Многие по-прежнему отзывались о романе двойственно, но Пастернак оставался непоколебим. «Из тех, кто читал[255] мой роман, большинство недовольно. Говорят, что это неудача, что от меня ждали большего, что он бесцветный, что недостоин меня, но я, все это признавая, только широко улыбаюсь, как будто эти оскорбления и приговоры – похвалы».


Антисемитский характер кампании против «космополитов» в 1952 и 1953 годах стал истерическим и зверским.

В августе 1952 года расстреляли всех ведущих еврейских писателей Советского Союза. До этого на закрытом процессе их обвинили в измене. В январе 1953 года в «Правде» появились первые сведения о «заговоре врачей»; врачей-евреев обвиняли в том, что они убили многих выдающихся деятелей, в том числе Жданова. Преследователь Ахматовой и Зощенко умер в августе 1948 года от сердечного приступа, вызванного затяжным запоем. Но его смерть назвали частью американо-сионистского заговора. Среди тех, кого арестовали и жестоко пытали, был доктор Мирон Вовси, в 1941–1950 годах главный терапевт Советской армии и один из тех кардиологов, которые совсем недавно спасали Пастернака. Вовси признался[256] в том, что был организатором террористической группы кремлевских врачей. Известные деятели культуры – евреи, в том числе журналист Василий Гроссман и скрипач Давид Ойстрах, вынуждены были подписать письмо к Сталину с просьбой переселить всех евреев на Дальний Восток, чтобы защитить их от «гнева народа».

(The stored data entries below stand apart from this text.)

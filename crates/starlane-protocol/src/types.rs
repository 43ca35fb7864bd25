//! Identity and kinematic types shared across the wire protocol.
//!
//! Everything in this module travels on the wire in JSON with camelCase
//! keys, matching what the browser client reads and writes. Identifiers
//! are newtype wrappers over `u64` — the ids themselves are issued by the
//! external store (player accounts, ship rows, star-system hub records);
//! the realtime core never mints them.

use std::fmt;

use serde::{Deserialize, Serialize};

// ---------------------------------------------------------------------------
// Identity types
// ---------------------------------------------------------------------------

/// A player's stable, externally issued identifier.
///
/// `#[serde(transparent)]` makes `PlayerId(42)` serialize as plain `42`,
/// which is what the client expects in every payload.
#[derive(Debug, Clone, Copy, PartialEq, Eq, Hash, Serialize, Deserialize)]
#[serde(transparent)]
pub struct PlayerId(pub u64);

impl fmt::Display for PlayerId {
    fn fmt(&self, f: &mut fmt::Formatter<'_>) -> fmt::Result {
        write!(f, "P-{}", self.0)
    }
}

/// A shared spatial hub instance. Matches a persistent star-system hub
/// record owned by the external store.
#[derive(Debug, Clone, Copy, PartialEq, Eq, Hash, Serialize, Deserialize)]
#[serde(transparent)]
pub struct HubId(pub u64);

impl fmt::Display for HubId {
    fn fmt(&self, f: &mut fmt::Formatter<'_>) -> fmt::Result {
        write!(f, "H-{}", self.0)
    }
}

/// A ship design instance owned by a player.
#[derive(Debug, Clone, Copy, PartialEq, Eq, Hash, Serialize, Deserialize)]
#[serde(transparent)]
pub struct ShipId(pub u64);

impl fmt::Display for ShipId {
    fn fmt(&self, f: &mut fmt::Formatter<'_>) -> fmt::Result {
        write!(f, "S-{}", self.0)
    }
}

/// A mission instance (forming lobby).
#[derive(Debug, Clone, Copy, PartialEq, Eq, Hash, Serialize, Deserialize)]
#[serde(transparent)]
pub struct MissionId(pub u64);

impl fmt::Display for MissionId {
    fn fmt(&self, f: &mut fmt::Formatter<'_>) -> fmt::Result {
        write!(f, "M-{}", self.0)
    }
}

// ---------------------------------------------------------------------------
// Kinematic state
// ---------------------------------------------------------------------------

/// The full transient state of one player's ship inside a hub.
///
/// Position is unbounded map-space; rotation is radians (the domain wraps,
/// but values are stored last-writer-wins without normalization). This is
/// ephemeral state — only a final position snapshot survives a leave or
/// disconnect, via the persistence gateway.
#[derive(Debug, Clone, PartialEq, Serialize, Deserialize)]
#[serde(rename_all = "camelCase")]
pub struct KinematicState {
    pub player_id: PlayerId,
    pub username: String,
    pub ship_id: ShipId,
    pub ship_name: String,
    pub x: f64,
    pub y: f64,
    pub rotation: f64,
    pub velocity_x: f64,
    pub velocity_y: f64,
}

impl KinematicState {
    /// Merges a partial update into this state, field by field.
    /// Absent fields are left untouched (last-writer-wins per field).
    pub fn apply(&mut self, delta: &KinematicDelta) {
        if let Some(x) = delta.x {
            self.x = x;
        }
        if let Some(y) = delta.y {
            self.y = y;
        }
        if let Some(rotation) = delta.rotation {
            self.rotation = rotation;
        }
        if let Some(vx) = delta.velocity_x {
            self.velocity_x = vx;
        }
        if let Some(vy) = delta.velocity_y {
            self.velocity_y = vy;
        }
    }
}

/// A partial kinematic update. Every field is optional; fields that are
/// `None` are omitted from the wire entirely, so a delta of `{x: 10}`
/// serializes as exactly `{"x":10.0}`.
#[derive(Debug, Clone, Copy, PartialEq, Default, Serialize, Deserialize)]
#[serde(rename_all = "camelCase")]
pub struct KinematicDelta {
    #[serde(skip_serializing_if = "Option::is_none")]
    pub x: Option<f64>,
    #[serde(skip_serializing_if = "Option::is_none")]
    pub y: Option<f64>,
    #[serde(skip_serializing_if = "Option::is_none")]
    pub rotation: Option<f64>,
    #[serde(skip_serializing_if = "Option::is_none")]
    pub velocity_x: Option<f64>,
    #[serde(skip_serializing_if = "Option::is_none")]
    pub velocity_y: Option<f64>,
}

impl KinematicDelta {
    /// Returns `true` if no field is set.
    pub fn is_empty(&self) -> bool {
        self.x.is_none()
            && self.y.is_none()
            && self.rotation.is_none()
            && self.velocity_x.is_none()
            && self.velocity_y.is_none()
    }
}

// =========================================================================
// Tests
// =========================================================================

Возможно, инфаркт спас Пастернака от опасности, ведь он наверняка отказался бы подписывать это письмо. После больницы он поехал в санаторий в Болшево, где продолжал писать. «Я теперь счастлив и свободен[257], в добром здравии и бодрости духа; я с легким сердцем приступаю к работе над «Живаго», который, хотя бесполезен кому бы то ни было, является неотъемлемой частью меня». Пастернак был в Болшеве 5 марта 1953 года, когда объявили о смерти Сталина. Зинаида, которая когда-то говорила, что ее мальчики больше всего любят товарища Сталина[258], а потом свою маму, отозвалась на смерть вождя, как многие советские люди: она оплакивала его смерть. Она предложила Пастернаку написать стихотворение, посвященное памяти вождя. Он отказался, напомнив ей, что «умер очень жестокий человек, погубивший всю интеллигенцию»[259].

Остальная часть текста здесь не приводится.